[Stored items]
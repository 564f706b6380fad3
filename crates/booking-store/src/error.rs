use thiserror::Error;

use crate::{BookingId, Version};

/// Errors that can occur when interacting with the booking store.
#[derive(Debug, Error)]
pub enum StoreError {
    /// The conditional update matched no row: either the stored version is not
    /// the expected one, or the booking no longer exists.
    #[error("Version conflict for booking {booking_id}: expected stored version {expected}")]
    VersionConflict {
        booking_id: BookingId,
        expected: Version,
    },

    /// A booking with the same id or booking number already exists.
    #[error("Duplicate booking {field}: {value}")]
    Duplicate { field: &'static str, value: String },

    /// The record handed to the store is not valid for the requested write.
    #[error("Invalid record: {0}")]
    InvalidRecord(String),

    /// A database error occurred.
    #[error("Database error: {0}")]
    Database(#[from] sqlx::Error),

    /// A database migration error occurred.
    #[error("Migration error: {0}")]
    Migration(#[from] sqlx::migrate::MigrateError),

    /// A serialization/deserialization error occurred.
    #[error("Serialization error: {0}")]
    Serialization(#[from] serde_json::Error),
}

impl StoreError {
    /// Returns true if this error is an optimistic concurrency conflict.
    pub fn is_conflict(&self) -> bool {
        matches!(self, StoreError::VersionConflict { .. })
    }
}

/// Result type for booking store operations.
pub type Result<T> = std::result::Result<T, StoreError>;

[PROBLEM DETAILS] Nothing but a number should be given: the count of lines in the entries that contain the word "VersionConflict".

[ANSWER BOX] 2